On the workflow you attached there are two sets of retrievers, parsers, and xpaths.
I’ve decided to use the results from a site-specific google search rather than an on-site NYtimes search in order to get the max amount of article entries.
SO Please, tell me if I am getting this right.
First Xpath: Do I need the XMLpath of the url entry for the first result on the search result page or the XMLpath of the entire entry?
Second Xpath: I need the XML paths of the title, date, and content from the actual article. So, I visit the first article link on my search engine and gather the XMLs from there?
Please, let me know as soon as you can!
In the first set you get the search results and the XPath node collects the URLs to the articles.
The second set goes through each web page (the URL of each search result) and the XPath node takes the titles, dates and contents.
When I am putting in my url location, receive the following error:
ERROR XPath 7:23 Configure failed (IllegalArgumentException): There are empty namespace prefixes. Please provide a prefix for every namespace.
Here is my Xpath:
Here is my query entry, with what I thought were the name spaces:
I am relatively unfamiliar with Xpath namespace language and have probably done something wrong. I am currently trying to resolve this using online materials, but I thought I would ask you in the meantime.
When you begin your query with an id, you have to follow that element. So you should input what I have suggested above or check which element has the id of “rso” and input the elements that come after that element.
For example if the “div” element after the body in your query (/html/body/div) has the id=“rso” then your query should be like this:
I hope this would be helpful to you.
P.S. Personally I prefer to get the XPath using FireFox browser. Just follow the steps I have mentioned in that blog post to make sure your path is the right one.

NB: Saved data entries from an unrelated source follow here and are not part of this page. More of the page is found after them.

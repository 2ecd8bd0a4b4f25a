//! Built-in converters over the render targets.

use super::{ConvertOptions, ConvertResult, Converter};
use crate::bidi::ShapingMode;
use crate::error::Result;
use crate::model::Document;
use crate::render;

macro_rules! converter {
    (
        $(#[$doc:meta])*
        $ty:ident, $name:literal, [$($tag:literal),+], $mime:literal, $shaping:expr, $render:path
    ) => {
        $(#[$doc])*
        #[derive(Debug, Clone, Default)]
        pub struct $ty {
            _private: (),
        }

        impl $ty {
            /// Create a new converter.
            pub fn new() -> Self {
                Self { _private: () }
            }
        }

        impl Converter for $ty {
            fn name(&self) -> &str {
                $name
            }

            fn format_tags(&self) -> &[&str] {
                &[$($tag),+]
            }

            fn mime_type(&self) -> &'static str {
                $mime
            }

            fn default_shaping(&self) -> ShapingMode {
                $shaping
            }

            fn convert(&self, doc: &Document, options: &ConvertOptions) -> Result<ConvertResult> {
                $render(doc, options)
            }
        }
    };
}

converter!(
    /// Standalone HTML5 page with `dir` markup on every block.
    HtmlConverter, "html", ["html", "htm"], "text/html", ShapingMode::Reshape, render::to_html
);

converter!(
    /// CommonMark with optional YAML front matter.
    MarkdownConverter, "markdown", ["md", "markdown"], "text/markdown", ShapingMode::Reshape, render::to_markdown
);

converter!(
    /// Plain text in visual order.
    TextConverter, "text", ["txt", "text"], "text/plain", ShapingMode::Visual, render::to_text
);

converter!(
    /// Canonical JSON; text stays logical.
    JsonConverter, "json", ["json"], "application/json", ShapingMode::None, render::to_json
);

converter!(
    /// WordprocessingML package.
    DocxConverter, "docx", ["docx"],
    "application/vnd.openxmlformats-officedocument.wordprocessingml.document",
    ShapingMode::Reshape, render::to_docx
);

#[cfg(test)]
mod tests {
    use super::*;
    use crate::model::{DocumentBuilder, Paragraph};

    #[test]
    fn test_converter_tags() {
        let converter = HtmlConverter::new();
        assert_eq!(converter.format_tags(), &["html", "htm"]);
        assert!(converter.supports("HTM"));
        assert!(!converter.supports("md"));
        assert_eq!(MarkdownConverter::new().name(), "markdown");
    }

    #[test]
    fn test_result_mime_matches_converter() {
        let mut builder = DocumentBuilder::new("txt");
        builder.new_page().push(Paragraph::new("Hello"));
        let doc = builder.build().unwrap();

        let converters: Vec<Box<dyn Converter>> = vec![
            Box::new(HtmlConverter::new()),
            Box::new(MarkdownConverter::new()),
            Box::new(TextConverter::new()),
            Box::new(JsonConverter::new()),
            Box::new(DocxConverter::new()),
        ];
        for converter in converters {
            let result = converter.convert(&doc, &ConvertOptions::default()).unwrap();
            assert_eq!(result.mime_type, converter.mime_type(), "{}", converter.name());
            assert!(!result.content.is_empty());
        }
    }
}
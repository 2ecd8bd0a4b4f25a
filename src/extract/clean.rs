//! Text normalization applied by extractors before text enters the model.

use unicode_normalization::char::canonical_combining_class;
use unicode_normalization::UnicodeNormalization;

static_regex!(url_regex, r"https?://[^\s<>()\[\]]+|www\.[^\s<>()\[\]]+");
static_regex!(hyphen_regex, r"([A-Za-z])-\n\s*([a-z])");
static_regex!(blank_line_regex, r"\n[ \t]*\n");

/// Normalize extracted text.
///
/// NFKC folds compatibility characters (Latin ligatures, Arabic presentation
/// forms) back to their base letters, so the model always holds logical text.
/// Private-use characters, replacement characters and directional marks are
/// dropped, runs of spaces collapse, and lines are trimmed.
pub fn clean_text(text: &str, preserve_newlines: bool) -> String {
    let normalized = fold(text);

    if preserve_newlines {
        normalized
            .lines()
            .map(|line| line.split_whitespace().collect::<Vec<_>>().join(" "))
            .collect::<Vec<_>>()
            .join("\n")
            .trim()
            .to_string()
    } else {
        normalized.split_whitespace().collect::<Vec<_>>().join(" ")
    }
}

/// NFKC with noise characters removed and no-break spaces made plain.
///
/// Leaves whitespace runs alone, so text can be folded piecewise.
pub fn fold(text: &str) -> String {
    text.nfkc()
        .filter(|c| !is_noise(*c))
        .map(|c| if c == '\u{00A0}' { ' ' } else { c })
        .collect()
}

/// [`fold`] with a map from each input char offset (plus the end) to its
/// offset in the folded text.
///
/// A base character is folded together with the marks after it, so offsets
/// stay aligned when folding splits a ligature or composes an accent.
pub fn fold_mapped(text: &str) -> (String, Vec<usize>) {
    let mut out = String::with_capacity(text.len());
    let mut map = Vec::with_capacity(text.len() + 1);
    let mut len = 0;
    let mut cluster = String::new();

    let mut chars = text.chars().peekable();
    while let Some(c) = chars.next() {
        cluster.clear();
        cluster.push(c);
        let mut count = 1;
        while let Some(mark) = chars.next_if(|m| canonical_combining_class(*m) != 0) {
            cluster.push(mark);
            count += 1;
        }
        let folded = fold(&cluster);
        map.extend(std::iter::repeat(len).take(count));
        len += folded.chars().count();
        out.push_str(&folded);
    }
    map.push(len);
    (out, map)
}

/// Collapse whitespace runs to one space and trim, returning the new text
/// and a map from each old character offset (plus the end) to its new one.
pub fn collapse_whitespace(text: &str) -> (String, Vec<usize>) {
    let mut out = String::with_capacity(text.len());
    let mut map = Vec::with_capacity(text.len() + 1);
    let mut len = 0usize;
    let mut pending_space = false;

    for c in text.chars() {
        if c.is_whitespace() {
            map.push(len);
            pending_space = len > 0;
            continue;
        }
        if pending_space {
            out.push(' ');
            len += 1;
            pending_space = false;
        }
        map.push(len);
        out.push(c);
        len += 1;
    }
    map.push(len);
    (out, map)
}

fn is_noise(c: char) -> bool {
    let code = c as u32;
    matches!(c, '\u{FFFD}' | '\u{200E}' | '\u{200F}' | '\u{202A}'..='\u{202E}' | '\u{2066}'..='\u{2069}')
        || (0xE000..=0xF8FF).contains(&code)
        || (0xF0000..=0xFFFFD).contains(&code)
        || (0x100000..=0x10FFFD).contains(&code)
}

/// Split text into paragraphs at blank lines.
pub fn split_paragraphs(text: &str) -> Vec<String> {
    let normalized = text.replace("\r\n", "\n");
    let parts: Vec<String> = match blank_line_regex() {
        Some(re) => re.split(&normalized).map(str::to_string).collect(),
        None => normalized.split("\n\n").map(str::to_string).collect(),
    };
    parts
        .into_iter()
        .map(|p| p.trim().to_string())
        .filter(|p| !p.is_empty())
        .collect()
}

/// Join lines hard-wrapped by the source into flowing text.
///
/// Words hyphenated across a line break are rejoined.
pub fn unwrap_lines(text: &str) -> String {
    let dehyphenated = match hyphen_regex() {
        Some(re) => re.replace_all(text, "$1$2").to_string(),
        None => text.to_string(),
    };
    dehyphenated.split_whitespace().collect::<Vec<_>>().join(" ")
}

/// A URL found in text, with character offsets.
#[derive(Debug, Clone, PartialEq, Eq)]
pub struct FoundUrl {
    pub url: String,
    pub start: usize,
    pub end: usize,
}

/// Find URLs in text. Bare `www.` hosts get an `https://` scheme.
pub fn extract_urls(text: &str) -> Vec<FoundUrl> {
    let Some(re) = url_regex() else {
        return Vec::new();
    };
    re.find_iter(text)
        .map(|m| {
            let raw = m.as_str().trim_end_matches(['.', ',', ';', ':', '!', '?']);
            let start = text[..m.start()].chars().count();
            let end = start + raw.chars().count();
            let url = if raw.starts_with("www.") {
                format!("https://{}", raw)
            } else {
                raw.to_string()
            };
            FoundUrl { url, start, end }
        })
        .collect()
}

/// Count whitespace-separated words.
pub fn count_words(text: &str) -> usize {
    text.split_whitespace().count()
}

Thanks Armin, you are the best!!! So helpful!! A million blessings to you and your family
By my accounts, I’ve done the workflow as you’ve said, however, I’m not getting my data to print in a table. Could you please look over my workflow and let me know what you think is wrong? I’ve attached it. The workflow in question is the third in this document. The second is the one you sent me.
KNIME_project2.knwf (70.6 KB)
Try this for the first XPath node (the last flow which had an error):
And check “Multiple rows”.
This gathers all the links in your search result.
I’m currently troubleshooting this myself but thought I’d upload it as well to see if it saves me some time.
I’ve managed to get article title, date, and contents from my workspace! Hooray!
The bad news is that I can only get all three for one result from my gathered urls. Is there something I can change in my pathways to get the data from all the urls I pulled? Have I done something wrong?
I uploaded my workspace again for your review.KNIME_project2.knwf (70.6 KB)
Thanks again, you are making all my dreams come true
I’m talking about the first workflow
I’m constructing further workflows for searches on other websites now. Getting my XPath right is really the issue! Do you have any tips for this? I’m using firefox but still having difficulty mapping to the correct items in my pages, perhaps due to my lack of understanding the language.
I’m trying to gather information on ensuring my XPaths are correct, but do you have any tips? Thanks!
Would you pls send a single flow so I know which one you mean?
I also keep receiving an error on some of my http retreiver nodes. This workflow has one and I’m curious as to why that is: news max.knwf (947 Bytes)
Just open one of those links which has a missing title and see that the page is blank. (page title: Page Not Found)
The workflow is empty.